Raja Menon lives up to his reputation of being incredibly different; the plot, the characters, the treatment – all of it is different, however simple. The film is a riot with punch lines that keep you in laughs. However, most importantly is how each character of the film is so relatable including the story. Set in actual slums in Mumbai, the look of the film is surreally true to real life. The Barah Aana title has been incorporated figuratively into the script. The characters are not only looking for money to pay off small debts, not exactly 75 cents worth but yet minute enough, and additionally they are looking for respect which really costs nothing hence the Barah Aana metaphor. Raja Menon’s execution of the script is excellent.

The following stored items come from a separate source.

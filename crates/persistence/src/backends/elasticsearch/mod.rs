//! Elasticsearch search index implementation.
//!
//! Elasticsearch can replace the SQLite FTS index as the consultation search
//! index. The relational store stays in SQLite.
//!
//! # Index Structure
//!
//! All consultations live in one index, `{prefix}_consultation`, keyed by the
//! record id. Queries use `query_string` against the extracted text and
//! `from`/`size` for paging.

mod backend;
mod schema;
mod search_index;

pub use backend::{ElasticsearchAuth, ElasticsearchConfig, ElasticsearchIndex};
pub use schema::create_index_mapping;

Naseerudin Shah as usual steals the show in this small but effective film. Interestingly, for a large portion of the film, he does not murmur more than a few words but he is immensely effective as Shukla the tolerant driver. He deserves a special mention for agreeing to be a part of such an experimental film – kudos. Vijay Raaz is hilarious as Yadav and keeps you in some serious splits. His dialogue delivery is superb especially the drunken scenes where he pities himself and breaks down. Arjun Mathur is ultra talented. He takes the character of Aman to a completely different level in this cute, funny and vivacious avatar in Barah Aana, which gave him much more space to perform in. Post Luck By Chance, the actor has really blossomed and is totally deserving of a full-fledged film to himself now. The actresses in the film too are efficient. Jayati Bhatia as Mrs. Mehta is spot on, as is Tannishta Chatterjee who is cute and even village-like in her rustic role. Violante Placido as Aman’s love interest Kate, is a good find and plays the part correctly.

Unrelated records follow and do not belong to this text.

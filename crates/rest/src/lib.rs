//! # ayoos-rest - Consultation REST API
//!
//! HTTP layer of the Ayoos consultation service: create, update, read,
//! delete and search consultation records through a
//! [`ConsultationService`](ayoos_persistence::core::ConsultationService).
//!
//! The handlers check identifier presence, delegate to the service, and
//! shape the response: status code, `Location`, alert headers and
//! pagination headers.
//!
//! ## Quick Start
//!
//! ```rust,ignore
//! use ayoos_rest::{create_app_with_config, ServerConfig};
//! use ayoos_persistence::backends::sqlite::SqliteBackend;
//! use ayoos_persistence::DefaultConsultationService;
//!
//! #[tokio::main]
//! async fn main() -> anyhow::Result<()> {
//!     let backend = SqliteBackend::open("consultation.db")?;
//!     backend.init_schema()?;
//!     let service = DefaultConsultationService::new(backend.clone(), backend);
//!
//!     let config = ServerConfig::default();
//!     let app = create_app_with_config(service, config.clone());
//!
//!     let listener = tokio::net::TcpListener::bind(config.socket_addr()).await?;
//!     axum::serve(listener, app).await?;
//!     Ok(())
//! }
//! ```
//!
//! ## API Endpoints
//!
//! | Operation | HTTP Method | URL Pattern | Success |
//! |-----------|-------------|-------------|---------|
//! | create | POST | `/api/consultations` | 201 + `Location` |
//! | update | PUT | `/api/consultations` | 200 |
//! | read page | GET | `/api/consultations` | 200 + pagination headers |
//! | read one | GET | `/api/consultations/{id}` | 200, or 404 with empty body |
//! | delete | DELETE | `/api/consultations/{id}` | 204 |
//! | search | GET | `/api/_search/consultations?query=` | 200 + pagination headers |
//! | health | GET | `/health`, `/_liveness`, `/_readiness` | 200 |
//!
//! ## Response Headers
//!
//! - `X-{app}-alert` / `X-{app}-params` - notification for create, update and delete
//! - `X-{app}-error` - reason key of a rejected request
//! - `X-Total-Count`, `X-Total-Pages`, `Link` - pagination metadata
//!
//! ## Configuration
//!
//! See [`config`] for every option and its `CONSULTATION_*` variable.
//!
//! ## Architecture
//!
//! - [`error`] - Error types and problem JSON rendering
//! - [`config`] - Server configuration
//! - [`state`] - Application state (service, configuration)
//! - [`handlers`] - HTTP request handlers
//! - [`middleware`] - Request ID middleware
//! - [`extractors`] - Body and pagination extractors
//! - [`responses`] - Alert and pagination headers
//! - [`routing`] - Route configuration

// Enforce documentation
#![warn(missing_docs)]
#![warn(rustdoc::missing_crate_level_docs)]

pub mod config;
pub mod error;
pub mod extractors;
pub mod handlers;
pub mod middleware;
pub mod responses;
pub mod routing;
pub mod state;

// Re-export commonly used types
pub use config::{SearchBackendMode, ServerConfig};
pub use error::{RestError, RestResult};
pub use state::AppState;

use std::sync::Arc;
use std::time::Duration;

use axum::{Router, extract::DefaultBodyLimit, http::StatusCode};
use ayoos_persistence::core::ConsultationService;
use tower::ServiceBuilder;
use tower_http::{
    cors::{Any, CorsLayer},
    timeout::TimeoutLayer,
    trace::TraceLayer,
};
use tracing::info;

/// Creates the Axum application with default configuration.
///
/// For more control, use [`create_app_with_config`].
pub fn create_app<S>(service: S) -> Router
where
    S: ConsultationService + 'static,
{
    create_app_with_config(service, ServerConfig::default())
}

/// Creates the Axum application with custom configuration.
///
/// Installs the routes, request tracing, the request timeout, the body size
/// limit, and optionally CORS and request IDs.
///
/// # Example
///
/// ```rust,ignore
/// use ayoos_rest::{create_app_with_config, ServerConfig};
///
/// let config = ServerConfig {
///     api_prefix: "/v1".to_string(),
///     ..Default::default()
/// };
/// let app = create_app_with_config(service, config);
/// ```
pub fn create_app_with_config<S>(service: S, config: ServerConfig) -> Router
where
    S: ConsultationService + 'static,
{
    info!(
        backend = %service.backend_name(),
        api_prefix = %config.normalized_api_prefix(),
        "Creating consultation REST API"
    );

    // Create application state
    let state = AppState::new(Arc::new(service), config.clone());

    // Build the router with all consultation routes
    let router = routing::consultation_routes::create_routes(state)
        .layer(DefaultBodyLimit::max(config.max_body_size));

    // Build middleware stack
    let service_builder = ServiceBuilder::new()
        .layer(TraceLayer::new_for_http())
        .layer(TimeoutLayer::with_status_code(
            StatusCode::REQUEST_TIMEOUT,
            Duration::from_secs(config.request_timeout),
        ));

    // Add CORS if enabled
    let router = if config.enable_cors {
        router.layer(build_cors_layer(&config))
    } else {
        router
    };

    let router = router.layer(service_builder);

    if config.enable_request_id {
        middleware::with_request_id(router)
    } else {
        router
    }
}

/// Builds the CORS layer based on configuration.
fn build_cors_layer(config: &ServerConfig) -> CorsLayer {
    let mut cors = CorsLayer::new();

    if config.cors_origins == "*" {
        cors = cors.allow_origin(Any);
    } else {
        let origins: Vec<_> = config
            .cors_origins
            .split(',')
            .filter_map(|s| s.trim().parse().ok())
            .collect();
        cors = cors.allow_origin(origins);
    }

    if config.cors_methods == "*" {
        cors = cors.allow_methods(Any);
    } else {
        let methods: Vec<_> = config
            .cors_methods
            .split(',')
            .filter_map(|s| s.trim().parse().ok())
            .collect();
        cors = cors.allow_methods(methods);
    }

    if config.cors_headers == "*" {
        cors = cors.allow_headers(Any);
    } else {
        let headers: Vec<_> = config
            .cors_headers
            .split(',')
            .filter_map(|s| s.trim().parse().ok())
            .collect();
        cors = cors.allow_headers(headers);
    }

    // Clients read the alert and pagination headers
    cors.expose_headers(Any)
}

/// Initializes the tracing subscriber for logging.
///
/// `RUST_LOG` overrides `level` when set. Call once at startup.
pub fn init_logging(level: &str) {
    use tracing_subscriber::{EnvFilter, fmt, prelude::*};

    let filter = EnvFilter::try_from_default_env().unwrap_or_else(|_| {
        EnvFilter::new(format!(
            "ayoos_rest={level},ayoos_persistence={level},consultation={level},tower_http=debug"
        ))
    });

    tracing_subscriber::registry()
        .with(fmt::layer())
        .with(filter)
        .init();
}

In terms of drawbacks, there were few but extremely minor. The dim lighting in the film needed to be worked on as it gave the film perhaps too much of a dark feel. Additionally, the climax is a bit iffy which may cause a few members of the audience to scratch their heads – without giving away too much. And lastly, while the film is just about an hour and a half, the pace is rather snail-like towards the second half. Although, this is not essentially a problem because the script is so enticing, the audiences will most likely not even recognize the sluggish pace.

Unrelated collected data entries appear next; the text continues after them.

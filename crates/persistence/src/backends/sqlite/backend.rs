//! SQLite backend implementation.

use std::fmt::Debug;
use std::path::Path;
use std::sync::Arc;
use std::sync::atomic::{AtomicBool, Ordering};
use std::time::Duration;

use r2d2::{Pool, PooledConnection};
use r2d2_sqlite::SqliteConnectionManager;
use serde::{Deserialize, Serialize};

use crate::error::{BackendError, StorageError, StorageResult};

use super::schema;

/// SQLite backend for consultation storage and search.
///
/// Cloning is cheap; clones share the connection pool. One backend usually
/// serves as both the repository and the search index.
#[derive(Clone)]
pub struct SqliteBackend {
    pool: Pool<SqliteConnectionManager>,
    config: SqliteBackendConfig,
    is_memory: bool,
    fts_enabled: Arc<AtomicBool>,
}

impl Debug for SqliteBackend {
    fn fmt(&self, f: &mut std::fmt::Formatter<'_>) -> std::fmt::Result {
        f.debug_struct("SqliteBackend")
            .field("config", &self.config)
            .field("is_memory", &self.is_memory)
            .field("fts_enabled", &self.fts_enabled())
            .finish_non_exhaustive()
    }
}

/// Configuration for the SQLite backend.
#[derive(Debug, Clone, Serialize, Deserialize)]
pub struct SqliteBackendConfig {
    /// Maximum number of connections in the pool. In-memory databases always use one.
    #[serde(default = "default_max_connections")]
    pub max_connections: u32,

    /// Connection timeout in milliseconds.
    #[serde(default = "default_connection_timeout_ms")]
    pub connection_timeout_ms: u64,

    /// SQLite busy timeout in milliseconds.
    #[serde(default = "default_busy_timeout_ms")]
    pub busy_timeout_ms: u32,

    /// Enable WAL mode for file databases.
    #[serde(default = "default_true")]
    pub enable_wal: bool,

    /// Use FTS5 for search when the linked SQLite provides it.
    #[serde(default = "default_true")]
    pub enable_fts: bool,
}

fn default_max_connections() -> u32 {
    10
}

fn default_connection_timeout_ms() -> u64 {
    30000
}

fn default_busy_timeout_ms() -> u32 {
    5000
}

fn default_true() -> bool {
    true
}

impl Default for SqliteBackendConfig {
    fn default() -> Self {
        Self {
            max_connections: default_max_connections(),
            connection_timeout_ms: default_connection_timeout_ms(),
            busy_timeout_ms: default_busy_timeout_ms(),
            enable_wal: true,
            enable_fts: true,
        }
    }
}

impl SqliteBackend {
    /// Creates a new in-memory SQLite backend.
    pub fn in_memory() -> StorageResult<Self> {
        Self::with_config(":memory:", SqliteBackendConfig::default())
    }

    /// Opens or creates a file-based SQLite database.
    pub fn open<P: AsRef<Path>>(path: P) -> StorageResult<Self> {
        Self::with_config(path, SqliteBackendConfig::default())
    }

    /// Creates a backend with custom configuration.
    ///
    /// Every pooled connection gets the busy timeout, and file databases are
    /// switched to WAL. Call [`init_schema`](Self::init_schema) before use.
    pub fn with_config<P: AsRef<Path>>(
        path: P,
        config: SqliteBackendConfig,
    ) -> StorageResult<Self> {
        let path_str = path.as_ref().to_string_lossy();
        let is_memory = path_str == ":memory:" || path_str.is_empty();

        let busy_timeout = Duration::from_millis(config.busy_timeout_ms as u64);
        let use_wal = config.enable_wal && !is_memory;
        let manager = if is_memory {
            SqliteConnectionManager::memory()
        } else {
            SqliteConnectionManager::file(path.as_ref())
        }
        .with_init(move |conn| {
            conn.busy_timeout(busy_timeout)?;
            if use_wal {
                conn.pragma_update_and_check(None, "journal_mode", "WAL", |row| {
                    row.get::<_, String>(0)
                })?;
            }
            Ok(())
        });

        // Each in-memory connection is its own database, so the pool holds
        // exactly one and never recycles it.
        let builder = if is_memory {
            Pool::builder()
                .max_size(1)
                .min_idle(Some(1))
                .idle_timeout(None)
                .max_lifetime(None)
        } else {
            Pool::builder()
                .max_size(config.max_connections.max(1))
                .min_idle(Some(1))
        };

        let pool = builder
            .connection_timeout(Duration::from_millis(config.connection_timeout_ms))
            .build(manager)
            .map_err(|e| {
                StorageError::Backend(BackendError::ConnectionFailed {
                    backend_name: "sqlite".to_string(),
                    message: e.to_string(),
                })
            })?;

        tracing::debug!(path = %path_str, is_memory, "Opened SQLite connection pool");

        Ok(Self {
            pool,
            config,
            is_memory,
            fts_enabled: Arc::new(AtomicBool::new(false)),
        })
    }

    /// Initialize the database schema.
    pub fn init_schema(&self) -> StorageResult<()> {
        let conn = self.get_connection()?;
        schema::initialize_schema(&conn)?;

        let fts = self.config.enable_fts && schema::fts_table_exists(&conn)?;
        self.fts_enabled.store(fts, Ordering::Relaxed);
        if fts {
            tracing::info!("SQLite search index using FTS5");
        } else {
            tracing::info!("SQLite search index using LIKE matching");
        }
        Ok(())
    }

    /// Get a connection from the pool.
    pub(crate) fn get_connection(
        &self,
    ) -> StorageResult<PooledConnection<SqliteConnectionManager>> {
        self.pool.get().map_err(|e| {
            StorageError::Backend(BackendError::ConnectionFailed {
                backend_name: "sqlite".to_string(),
                message: e.to_string(),
            })
        })
    }

    /// Returns whether this is an in-memory database.
    pub fn is_memory(&self) -> bool {
        self.is_memory
    }

    /// Returns true when searches go through the FTS5 table.
    pub fn fts_enabled(&self) -> bool {
        self.fts_enabled.load(Ordering::Relaxed)
    }

    /// Returns the backend configuration.
    pub fn config(&self) -> &SqliteBackendConfig {
        &self.config
    }

    /// Checks that a connection can be acquired and used.
    pub fn health_check(&self) -> Result<(), BackendError> {
        let conn = self
            .get_connection()
            .map_err(|_| BackendError::Unavailable {
                backend_name: "sqlite".to_string(),
                message: "Failed to get connection".to_string(),
            })?;

        conn.query_row("SELECT 1", [], |_| Ok(()))
            .map_err(|e| BackendError::Unavailable {
                backend_name: "sqlite".to_string(),
                message: e.to_string(),
            })
    }
}

#[cfg(test)]
mod tests {
    use super::*;

    #[test]
    fn test_in_memory_backend() {
        let backend = SqliteBackend::in_memory().unwrap();
        assert!(backend.is_memory());
        backend.init_schema().unwrap();
        assert!(backend.health_check().is_ok());
    }

    #[test]
    fn test_in_memory_clones_share_database() {
        let backend = SqliteBackend::in_memory().unwrap();
        backend.init_schema().unwrap();
        let clone = backend.clone();

        let conn = clone.get_connection().unwrap();
        let count: i64 = conn
            .query_row("SELECT COUNT(*) FROM consultations", [], |row| row.get(0))
            .unwrap();
        assert_eq!(count, 0);
    }

    #[test]
    fn test_fts_detected() {
        let backend = SqliteBackend::in_memory().unwrap();
        assert!(!backend.fts_enabled());
        backend.init_schema().unwrap();
        // The bundled SQLite is compiled with FTS5.
        assert!(backend.fts_enabled());
    }

    #[test]
    fn test_fts_disabled_by_config() {
        let config = SqliteBackendConfig {
            enable_fts: false,
            ..Default::default()
        };
        let backend = SqliteBackend::with_config(":memory:", config).unwrap();
        backend.init_schema().unwrap();
        assert!(!backend.fts_enabled());
    }

    #[test]
    fn test_file_backend() {
        let dir = tempfile::tempdir().unwrap();
        let path = dir.path().join("consultations.db");
        let backend = SqliteBackend::open(&path).unwrap();
        assert!(!backend.is_memory());
        backend.init_schema().unwrap();
        // Second initialization is a no-op.
        backend.init_schema().unwrap();
        assert!(path.exists());
    }

    #[test]
    fn test_config_defaults_from_empty_json() {
        let config: SqliteBackendConfig = serde_json::from_str("{}").unwrap();
        assert_eq!(config.max_connections, 10);
        assert_eq!(config.busy_timeout_ms, 5000);
        assert!(config.enable_wal);
        assert!(config.enable_fts);
    }
}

If you’re one of those people who has been complaining of a lack of interesting films, Barah Aana is your best bet. The film is fun, appealing and even carries a social message and all this, in a 90-minute film. No unnecessary songs, no frills but a simple story, which entertains, and keeps you engrossed. The film is worth more than Barah Aana’s. If you can, catch it at your local cinema or else, watch it on DVD. This is the first time this year that I can whole-heartedly say this; Barah Aana is a must watch!

Our Rating

80 queries in 0.439 seconds.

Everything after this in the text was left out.